Records follow. Select each line holding "kind".

(Collected data entries)
☆ ☆ ☆ ☆ ☆
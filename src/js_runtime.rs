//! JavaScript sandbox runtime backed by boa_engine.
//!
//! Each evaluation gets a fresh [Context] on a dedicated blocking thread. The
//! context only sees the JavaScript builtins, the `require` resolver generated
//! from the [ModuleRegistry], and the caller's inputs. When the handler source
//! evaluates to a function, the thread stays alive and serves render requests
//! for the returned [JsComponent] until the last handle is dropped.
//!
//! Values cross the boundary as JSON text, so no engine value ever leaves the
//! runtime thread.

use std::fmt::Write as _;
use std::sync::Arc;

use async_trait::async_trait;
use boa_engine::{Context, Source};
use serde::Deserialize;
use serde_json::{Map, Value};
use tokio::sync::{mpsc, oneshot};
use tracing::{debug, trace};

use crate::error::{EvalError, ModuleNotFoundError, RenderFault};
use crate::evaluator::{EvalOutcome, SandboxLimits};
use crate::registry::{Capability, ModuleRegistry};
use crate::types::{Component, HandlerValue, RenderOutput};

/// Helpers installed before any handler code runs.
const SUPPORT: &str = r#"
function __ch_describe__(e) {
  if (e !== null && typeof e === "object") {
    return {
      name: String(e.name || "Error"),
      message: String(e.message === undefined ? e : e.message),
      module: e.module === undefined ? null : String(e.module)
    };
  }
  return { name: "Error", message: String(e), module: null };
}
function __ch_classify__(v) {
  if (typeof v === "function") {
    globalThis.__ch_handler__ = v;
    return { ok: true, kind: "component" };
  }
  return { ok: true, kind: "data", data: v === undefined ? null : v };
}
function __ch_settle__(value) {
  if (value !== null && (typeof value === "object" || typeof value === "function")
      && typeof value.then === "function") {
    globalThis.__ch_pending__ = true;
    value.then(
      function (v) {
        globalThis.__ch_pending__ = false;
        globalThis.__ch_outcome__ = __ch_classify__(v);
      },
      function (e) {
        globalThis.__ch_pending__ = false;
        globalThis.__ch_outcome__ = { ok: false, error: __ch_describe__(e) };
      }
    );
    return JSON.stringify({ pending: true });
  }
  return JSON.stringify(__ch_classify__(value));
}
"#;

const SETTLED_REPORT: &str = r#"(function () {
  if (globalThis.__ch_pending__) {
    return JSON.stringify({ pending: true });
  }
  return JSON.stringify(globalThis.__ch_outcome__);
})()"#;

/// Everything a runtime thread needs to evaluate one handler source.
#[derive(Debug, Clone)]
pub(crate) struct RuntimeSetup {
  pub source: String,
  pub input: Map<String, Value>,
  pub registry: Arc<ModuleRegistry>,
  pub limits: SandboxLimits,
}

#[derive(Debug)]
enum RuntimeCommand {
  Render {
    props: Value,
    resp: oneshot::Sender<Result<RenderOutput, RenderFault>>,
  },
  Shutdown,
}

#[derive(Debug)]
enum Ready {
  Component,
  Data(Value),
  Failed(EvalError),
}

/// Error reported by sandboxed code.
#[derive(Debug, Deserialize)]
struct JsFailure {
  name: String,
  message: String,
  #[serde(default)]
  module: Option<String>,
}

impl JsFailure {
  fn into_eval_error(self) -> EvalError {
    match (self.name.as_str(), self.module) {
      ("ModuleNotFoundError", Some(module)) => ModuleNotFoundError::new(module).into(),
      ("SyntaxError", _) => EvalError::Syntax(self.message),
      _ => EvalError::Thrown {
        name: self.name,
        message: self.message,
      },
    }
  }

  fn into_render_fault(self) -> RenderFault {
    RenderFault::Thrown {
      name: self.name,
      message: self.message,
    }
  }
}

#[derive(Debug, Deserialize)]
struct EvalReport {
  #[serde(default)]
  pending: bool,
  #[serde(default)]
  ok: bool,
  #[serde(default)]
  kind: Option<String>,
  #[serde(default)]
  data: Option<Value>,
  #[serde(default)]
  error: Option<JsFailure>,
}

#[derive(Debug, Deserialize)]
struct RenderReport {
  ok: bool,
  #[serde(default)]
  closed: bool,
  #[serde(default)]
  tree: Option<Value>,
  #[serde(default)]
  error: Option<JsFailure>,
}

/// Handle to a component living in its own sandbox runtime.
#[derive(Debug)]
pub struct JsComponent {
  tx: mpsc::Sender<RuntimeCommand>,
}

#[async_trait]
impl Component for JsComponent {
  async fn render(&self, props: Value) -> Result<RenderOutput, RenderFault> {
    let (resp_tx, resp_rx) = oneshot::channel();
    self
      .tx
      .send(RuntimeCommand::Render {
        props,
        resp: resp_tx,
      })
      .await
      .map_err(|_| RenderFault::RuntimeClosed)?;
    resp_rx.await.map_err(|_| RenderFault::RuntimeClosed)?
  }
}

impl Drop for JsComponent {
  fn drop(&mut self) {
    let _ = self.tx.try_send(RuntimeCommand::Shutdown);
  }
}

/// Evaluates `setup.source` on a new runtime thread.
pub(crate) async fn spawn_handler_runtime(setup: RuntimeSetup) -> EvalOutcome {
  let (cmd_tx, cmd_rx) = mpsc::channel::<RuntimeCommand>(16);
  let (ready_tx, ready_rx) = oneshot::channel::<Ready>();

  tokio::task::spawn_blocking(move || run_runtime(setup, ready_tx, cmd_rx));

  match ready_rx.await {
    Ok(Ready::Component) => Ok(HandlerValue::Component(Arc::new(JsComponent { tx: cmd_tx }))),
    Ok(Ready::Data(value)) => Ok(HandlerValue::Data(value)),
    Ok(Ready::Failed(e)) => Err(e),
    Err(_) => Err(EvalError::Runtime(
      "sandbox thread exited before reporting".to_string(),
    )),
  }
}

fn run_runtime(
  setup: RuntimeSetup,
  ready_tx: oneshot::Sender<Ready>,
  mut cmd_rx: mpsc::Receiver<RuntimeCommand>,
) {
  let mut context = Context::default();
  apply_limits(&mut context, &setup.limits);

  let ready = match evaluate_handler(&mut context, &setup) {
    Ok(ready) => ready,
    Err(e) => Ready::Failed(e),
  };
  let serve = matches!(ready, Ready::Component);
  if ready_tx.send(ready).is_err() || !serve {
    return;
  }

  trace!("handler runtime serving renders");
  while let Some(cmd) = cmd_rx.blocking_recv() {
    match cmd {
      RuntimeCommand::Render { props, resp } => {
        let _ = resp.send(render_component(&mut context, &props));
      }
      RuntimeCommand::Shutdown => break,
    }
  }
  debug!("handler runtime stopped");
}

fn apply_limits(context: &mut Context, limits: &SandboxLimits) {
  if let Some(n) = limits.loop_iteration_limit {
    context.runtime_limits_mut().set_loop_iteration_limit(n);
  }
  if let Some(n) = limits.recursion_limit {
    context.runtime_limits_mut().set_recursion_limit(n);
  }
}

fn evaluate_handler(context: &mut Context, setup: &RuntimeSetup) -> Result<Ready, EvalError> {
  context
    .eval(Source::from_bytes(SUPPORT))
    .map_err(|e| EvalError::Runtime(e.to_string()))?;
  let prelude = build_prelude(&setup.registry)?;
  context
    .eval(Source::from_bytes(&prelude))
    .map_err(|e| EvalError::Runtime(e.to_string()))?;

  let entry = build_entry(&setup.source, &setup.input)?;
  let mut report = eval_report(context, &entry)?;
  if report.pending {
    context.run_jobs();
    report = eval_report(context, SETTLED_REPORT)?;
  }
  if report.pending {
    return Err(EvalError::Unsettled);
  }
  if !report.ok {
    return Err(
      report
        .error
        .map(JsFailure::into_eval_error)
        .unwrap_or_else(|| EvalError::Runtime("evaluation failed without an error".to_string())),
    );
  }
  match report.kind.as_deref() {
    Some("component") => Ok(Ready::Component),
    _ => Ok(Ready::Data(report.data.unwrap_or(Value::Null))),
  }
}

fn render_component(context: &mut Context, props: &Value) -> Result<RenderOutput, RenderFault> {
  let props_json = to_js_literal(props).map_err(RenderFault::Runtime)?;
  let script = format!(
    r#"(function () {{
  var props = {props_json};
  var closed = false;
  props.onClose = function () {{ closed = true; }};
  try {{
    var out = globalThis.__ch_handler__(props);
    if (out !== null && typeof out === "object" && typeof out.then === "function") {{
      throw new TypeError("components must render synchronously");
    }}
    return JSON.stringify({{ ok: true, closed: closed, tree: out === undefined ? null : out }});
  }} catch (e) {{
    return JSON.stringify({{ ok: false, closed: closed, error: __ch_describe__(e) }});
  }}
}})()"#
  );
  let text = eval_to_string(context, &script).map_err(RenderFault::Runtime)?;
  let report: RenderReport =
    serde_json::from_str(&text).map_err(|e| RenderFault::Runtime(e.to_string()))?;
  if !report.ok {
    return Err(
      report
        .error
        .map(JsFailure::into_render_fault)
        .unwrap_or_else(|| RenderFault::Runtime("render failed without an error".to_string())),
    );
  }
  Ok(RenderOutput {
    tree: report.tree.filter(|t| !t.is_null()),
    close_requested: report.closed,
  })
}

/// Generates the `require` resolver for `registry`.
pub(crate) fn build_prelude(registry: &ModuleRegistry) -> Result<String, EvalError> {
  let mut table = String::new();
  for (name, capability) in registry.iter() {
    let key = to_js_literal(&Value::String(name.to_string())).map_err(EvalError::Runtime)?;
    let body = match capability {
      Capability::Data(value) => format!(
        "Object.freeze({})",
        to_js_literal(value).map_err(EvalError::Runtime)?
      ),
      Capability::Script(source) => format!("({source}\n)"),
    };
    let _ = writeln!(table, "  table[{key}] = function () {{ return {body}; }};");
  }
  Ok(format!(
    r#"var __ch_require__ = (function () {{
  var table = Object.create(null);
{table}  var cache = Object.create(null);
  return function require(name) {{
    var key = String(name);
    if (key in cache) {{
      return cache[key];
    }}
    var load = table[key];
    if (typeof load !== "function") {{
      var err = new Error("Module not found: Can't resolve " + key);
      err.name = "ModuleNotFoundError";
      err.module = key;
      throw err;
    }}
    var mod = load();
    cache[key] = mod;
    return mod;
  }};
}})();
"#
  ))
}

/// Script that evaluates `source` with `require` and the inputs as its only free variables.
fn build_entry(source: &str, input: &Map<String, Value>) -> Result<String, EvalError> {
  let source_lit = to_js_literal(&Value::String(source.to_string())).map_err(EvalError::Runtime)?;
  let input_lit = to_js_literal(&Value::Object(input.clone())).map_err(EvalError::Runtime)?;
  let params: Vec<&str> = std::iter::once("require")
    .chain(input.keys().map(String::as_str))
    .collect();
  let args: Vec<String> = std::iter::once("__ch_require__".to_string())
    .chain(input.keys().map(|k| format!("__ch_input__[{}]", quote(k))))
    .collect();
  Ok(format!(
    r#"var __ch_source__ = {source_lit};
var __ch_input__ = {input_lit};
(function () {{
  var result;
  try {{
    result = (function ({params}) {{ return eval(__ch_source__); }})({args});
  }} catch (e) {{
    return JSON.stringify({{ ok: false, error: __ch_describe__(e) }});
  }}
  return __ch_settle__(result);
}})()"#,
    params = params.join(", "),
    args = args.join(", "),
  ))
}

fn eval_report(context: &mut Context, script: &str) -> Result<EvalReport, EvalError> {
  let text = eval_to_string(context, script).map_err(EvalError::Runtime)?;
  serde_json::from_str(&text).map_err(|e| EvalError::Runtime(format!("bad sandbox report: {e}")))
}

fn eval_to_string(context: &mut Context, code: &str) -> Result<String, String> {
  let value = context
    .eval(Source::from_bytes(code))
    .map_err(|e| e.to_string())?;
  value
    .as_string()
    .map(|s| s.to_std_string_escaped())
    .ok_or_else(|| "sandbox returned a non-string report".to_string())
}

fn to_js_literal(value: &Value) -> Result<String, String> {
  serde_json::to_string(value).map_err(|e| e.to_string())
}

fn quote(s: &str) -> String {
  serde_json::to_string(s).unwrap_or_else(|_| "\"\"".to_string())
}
☆ ☆ ☆ ☆ ☆
→ **RESULT BELOW**
    return { ok: true, kind: "component" };
  return { ok: true, kind: "data", data: v === undefined ? null : v };
  kind: Option<String>,
  match report.kind.as_deref() {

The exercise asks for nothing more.